In 61 patients with preoperative facial palsy (female:male=40:21, average age: 55.1 years old, average duration of HFS: 5 years, left:right=36:25) on the affected side, facial palsy was improved to normal in 56 patients (91.8%) and five patients (8.2%) showed slight improvement from House-Brackman Grade (HBG) 3 to 2. There were no patients with worsening paralysis symptoms. Almost patients showed HBG 3. The spasm-free rate of patients with preoperative facial palsy were similar those without preoperative facial palsy (95% versus 92.8%). A peculiarity of the surgical field compared to patients without facial palsy is that the arachnoid thickened more often in patients with facial palsy (12 cases [19.7%] in 61 patients versus four cases [2.2%] in 183 patients, chi-square test: odds ratio 22.16) (Fig. 1). The HFS duration of patients with facial palsy was slightly longer than that of patients without facial palsy (5 years compared to 4.2 years).

Fig. 1.

(A) The operative field of a patient who preoperatively had facial palsy and hemifacial spasm shows a thick, opaque arachnoid membrane (red star) between cranial nerves X–IX (sky-blue arrows) and the VII–VIII complex (yellow arrow). (B) The operative field of a patient with only hemifacial spasm shows a clear and transparent arachnoid membrane (yellow-green star) between cranial nerves X–IX (sky-blue arrows) and VII–VIII complex (yellow arrow).

Out of 16 complications, wound dehiscence was in three (1.2%), postoperative facial paralysis in five (2.0%), permanent hearing loss four (1.6%), transient hearing impairment in one (0.4%), tinnitus in one (0.4%), hoarseness plus tinnitus plus hearing impairment in one (0.4%), and one patient (0.4%) died from subarachnoid hemorrhage (SAH) that occurred immediately after surgery. There was no CSF leak. Complications in pre-IOM period were wound dehiscence in one patient), facial palsy in two patients, and death in one patient.

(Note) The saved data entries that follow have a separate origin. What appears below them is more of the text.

//! CLI domain: parse, route and output only.
//! The route table hands each command to the shell or the config layer.

mod output;
mod parse;
mod route;

pub use output::map_error;
pub use parse::{Cli, Commands};
pub use route::RunContext;
//! Workspace config file source: `treefs.toml` in the working directory.

use config::builder::DefaultState;
use config::ConfigBuilder;
use config::ConfigError;
use config::File;
use std::path::Path;

pub const WORKSPACE_CONFIG_FILE: &str = "treefs.toml";

/// Add the workspace config file to the builder when it exists.
pub fn add_to_builder(
    builder: ConfigBuilder<DefaultState>,
    workspace_root: &Path,
) -> Result<ConfigBuilder<DefaultState>, ConfigError> {
    let path = workspace_root.join(WORKSPACE_CONFIG_FILE);
    if path.exists() {
        return Ok(builder.add_source(File::from(path).required(false)));
    }
    Ok(builder)
}
//! treefs: In-Memory Hierarchical Namespace
//!
//! Directories are AVL trees keyed by a rolling name hash, files are
//! persistent ropes, and a session facade plus a small shell sit on top.

pub mod cli;
pub mod config;
pub mod error;
pub mod index;
pub mod logging;
pub mod namespace;
pub mod rope;
pub mod shell;

pub use error::{ApiError, BufferError, FsError, ShellError};
pub use index::{name_hash, HashIndex, IndexStats};
pub use namespace::{Entry, EntryInfo, EntryKind, FileSystem, Permissions};
pub use rope::ContentBuffer;
pub use shell::{Shell, ShellOutcome};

In post-IOM period wound infection, hearing impairment, facial palsy, tinnitus, and lower CN deficit (hoarseness+tinnitus+hearing impairment) was two, five, three, one, and one, respectively (Table 2). More complications occurred in the post-IOM period compared to the pre-IOM period (chi-square test: odds ratio 6.39).

DISCUSSION

MVD has been established as a first-line surgical treatment for patients with HFS and has been reported to provide relief from spasms in over 90% of cases [5,21,22]. However, although MVD is a reliable treatment method, general anesthesia and the difficulty of handling the area around the brainstem are still reasons for reluctance to perform surgery. We aimed to investigate the results of MVD for HFS, and to evaluate the outcome and morbidity of this treatment. We retrospectively studied 244 patients who underwent retrosigmoid MVD last 23 years.

In our series, the female patients were 160 and male patients were 84. The proportion of female patients was about twice as high, and the average age of the patients was also in their mid-fifties as already known. The left and right incidence rates were the same in the entire patient group, but when the analysis was performed separately for female and male, the left side was more affected in male.

MRI is the gold standard for neurovascular conflicts diagnosis MRI, focusing on the facial nerve trajectory, was performed to diagnose and localize the offenders, and to exclude tumors or other vascular malformations. Improvement in imaging modalities since 1990 would result in overestimation of discordance. Recently, for better information, neurovascular conflicts are documented by MRI with three-dimensional constructive CISS, alone or together with three-dimensional time-of-flight MRA [23,24].

In about offending vessels the most common conflict vessels was AICA 150 (62.3%), followed by PICA 37 (15.2%), VA 16 (6.5%), BA two (0.8%), vein eight (3.3%), and AICA+VA eight (3.3%), AICA+BA 4 (1.6%), PICA+VA 15 (6.1%), PICA+BA 1 (0.4%) and VA+vein 1 (0.4%). Most of the vessels colliding with facial REZ were AICA and PICA.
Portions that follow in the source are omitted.